Inhibition of breast cancer cell growth by the Wilms' tumor suppressor WT1 is associated with a destabilization of beta-catenin.

The Wilms' tumor suppressor gene, wt1, encodes a zinc-finger protein, WT1, that functions as a potent inhibitor of cell growth. The findings that expression levels of WT1 were down-regulated in breast cancer cell lines and in subsets of primary breast tumors led us to investigate the possible role of WT1 in tumorigenesis of breast cancer. We have established stable cell lines from a breast cancer cell line MDA-MB-231 to express exogenous WT1, and investigated the ability of WT1 to inhibit the transformed phenotype of MDA-MB-231 cells. We found that WT1 suppressed clonal growth of MDA-MB-231 cells in soft-agar and inhibited tumor growth of these cells in nude mice.
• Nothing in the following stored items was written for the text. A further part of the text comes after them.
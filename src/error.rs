//! Error types for the PayPal NVP client.
//!
//! Three error classes exist and are never conflated:
//!
//! - **Usage errors** ([`PaypalError::NotConfigured`] through
//!   [`PaypalError::MissingChargeField`]): caller mistakes detected before
//!   any network I/O. No request is sent.
//! - **Provider errors** ([`PaypalError::Provider`]): PayPal answered with a
//!   non-success `ACK`. The decoded first-error detail rides along.
//! - **Transport errors** ([`PaypalError::Transport`]): the HTTP round-trip
//!   itself failed (connect, TLS, timeout, non-2xx status).
//!
//! [`PaypalError::Malformed`] covers the narrow protocol corner of a
//! success response missing a promised field.

use std::fmt;

use thiserror::Error;

/// Result type alias for NVP client operations.
pub type Result<T> = std::result::Result<T, PaypalError>;

/// Errors that can occur while driving the NVP API.
#[must_use = "errors should be handled, propagated, or explicitly panicked"]
#[derive(Debug, Error)]
pub enum PaypalError {
    /// No API credentials were supplied at construction.
    ///
    /// The client is still usable for pure helpers such as
    /// [`redirect_url`](crate::PaypalClient::redirect_url), but every API
    /// operation fails with this error before touching the network.
    #[error(
        "PayPal credentials are not configured; supply user, password and signature before calling the API"
    )]
    NotConfigured,

    /// No checkout token is available, neither explicitly nor cached.
    ///
    /// Run `SetExpressCheckout` first, or pass the token returned by an
    /// earlier checkout. No money has been charged.
    #[error("no checkout TOKEN is available to continue the PayPal payment; no money has been charged")]
    MissingToken,

    /// The payer id from PayPal's redirect back to the return URL is missing.
    #[error("no PAYERID is available to complete the PayPal payment; no money has been charged")]
    MissingPayerId,

    /// A partial refund was requested without amount and currency.
    #[error("a partial refund requires refund terms (amount and currency)")]
    MissingRefundTerms,

    /// A refund type string outside `Full` / `Partial`.
    #[error("refund type must be \"Full\" or \"Partial\", got {0:?}")]
    InvalidRefundType(String),

    /// A card type string outside the supported set.
    #[error(
        "card type must be one of Visa, MasterCard, Discover, Amex, Maestro or Solo, got {0:?}"
    )]
    InvalidCardType(String),

    /// A card expiry that is not exactly six digits (`MMYYYY`).
    #[error("card expiry must be exactly six digits in MMYYYY format, got {0:?}")]
    InvalidExpiry(String),

    /// A required direct-payment field is absent from the extra parameters.
    #[error("direct payment requires the {0} parameter")]
    MissingChargeField(&'static str),

    /// PayPal decoded the request but answered with a non-success `ACK`.
    #[error("{0}")]
    Provider(ProviderFailure),

    /// A success response that is missing a field the protocol promises.
    #[error("malformed NVP response: {0}")]
    Malformed(String),

    /// The HTTP round-trip failed before an NVP response was obtained.
    #[error("transport error while calling the NVP endpoint: {0}")]
    Transport(#[from] reqwest::Error),
}

/// First-error detail extracted from a failure response.
///
/// PayPal reports errors as indexed parameter groups; only the first group
/// (`L_ERRORCODE0` and friends) is surfaced, matching the wire convention.
#[derive(Debug, Clone, Default, PartialEq, Eq)]
pub struct ErrorDetail {
    /// `L_ERRORCODE0`.
    pub code: Option<String>,
    /// `L_SHORTMESSAGE0`.
    pub short_message: Option<String>,
    /// `L_LONGMESSAGE0`.
    pub long_message: Option<String>,
    /// `CORRELATIONID`, useful when contacting PayPal support.
    pub correlation_id: Option<String>,
}

impl ErrorDetail {
    /// Most descriptive message available: long, then short, then the bare
    /// error code.
    #[must_use]
    pub fn message(&self) -> Option<&str> {
        self.long_message
            .as_deref()
            .or(self.short_message.as_deref())
            .or(self.code.as_deref())
    }

    /// True when the response carried no recognizable error fields at all.
    #[must_use]
    pub fn is_empty(&self) -> bool {
        self.code.is_none() && self.short_message.is_none() && self.long_message.is_none()
    }
}

/// A non-success `ACK` answer from the provider.
#[derive(Debug, Clone)]
pub struct ProviderFailure {
    /// The NVP method that was rejected (e.g. `SetExpressCheckout`).
    pub operation: &'static str,
    /// The raw `ACK` value, absent when the response carried none.
    pub ack: Option<String>,
    /// First-error detail fields, possibly empty.
    pub detail: ErrorDetail,
}

impl fmt::Display for ProviderFailure {
    fn fmt(&self, f: &mut fmt::Formatter<'_>) -> fmt::Result {
        write!(
            f,
            "PayPal rejected {} (ACK={})",
            self.operation,
            self.ack.as_deref().unwrap_or("<missing>")
        )?;
        match self.detail.message() {
            Some(message) => write!(f, ": {message}"),
            None => write!(f, ": no error detail provided"),
        }
    }
}

#[cfg(test)]
mod tests {
    use super::*;

    #[test]
    fn test_usage_error_display() {
        let error = PaypalError::InvalidRefundType("Half".to_owned());
        assert_eq!(
            error.to_string(),
            "refund type must be \"Full\" or \"Partial\", got \"Half\""
        );
    }

    #[test]
    fn test_missing_charge_field_display() {
        let error = PaypalError::MissingChargeField("IPADDRESS");
        assert_eq!(error.to_string(), "direct payment requires the IPADDRESS parameter");
    }

    #[test]
    fn test_error_detail_message_preference() {
        let detail = ErrorDetail {
            code: Some("10007".to_owned()),
            short_message: Some("Permission denied".to_owned()),
            long_message: Some("You do not have permission to refund this transaction".to_owned()),
            correlation_id: None,
        };
        assert_eq!(
            detail.message(),
            Some("You do not have permission to refund this transaction")
        );

        let detail = ErrorDetail { long_message: None, ..detail };
        assert_eq!(detail.message(), Some("Permission denied"));
    }

    #[test]
    fn test_error_detail_empty() {
        assert!(ErrorDetail::default().is_empty());
        assert!(ErrorDetail::default().message().is_none());
    }

    #[test]
    fn test_provider_failure_display() {
        let failure = ProviderFailure {
            operation: "RefundTransaction",
            ack: Some("Failure".to_owned()),
            detail: ErrorDetail {
                code: Some("10007".to_owned()),
                short_message: Some("Permission denied".to_owned()),
                long_message: None,
                correlation_id: Some("3d8fa24c46c65".to_owned()),
            },
        };
        assert_eq!(
            failure.to_string(),
            "PayPal rejected RefundTransaction (ACK=Failure): Permission denied"
        );
    }

    #[test]
    fn test_provider_failure_display_without_detail() {
        let failure = ProviderFailure {
            operation: "DoDirectPayment",
            ack: None,
            detail: ErrorDetail::default(),
        };
        assert_eq!(
            failure.to_string(),
            "PayPal rejected DoDirectPayment (ACK=<missing>): no error detail provided"
        );
    }
}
We also found that the steady state levels of beta-catenin protein and the transcription activity of beta-catenin/Tcf signaling pathway were dramatically decreased in WT1-transfected cells. This decrease of beta-catenin was associated with increased levels of beta-catenin phosphorylation. Furthermore, the expression levels of GSK-3 beta, the kinase that phosphorylates beta-catenin and signals its degradation, were up-regulated in WT1-transfected cells. The results suggest that WT1 inhibits the transformed phenotype of breast cancer cells and down-regulates the beta-catenin/TCF signaling pathway through destabilization of beta-catenin.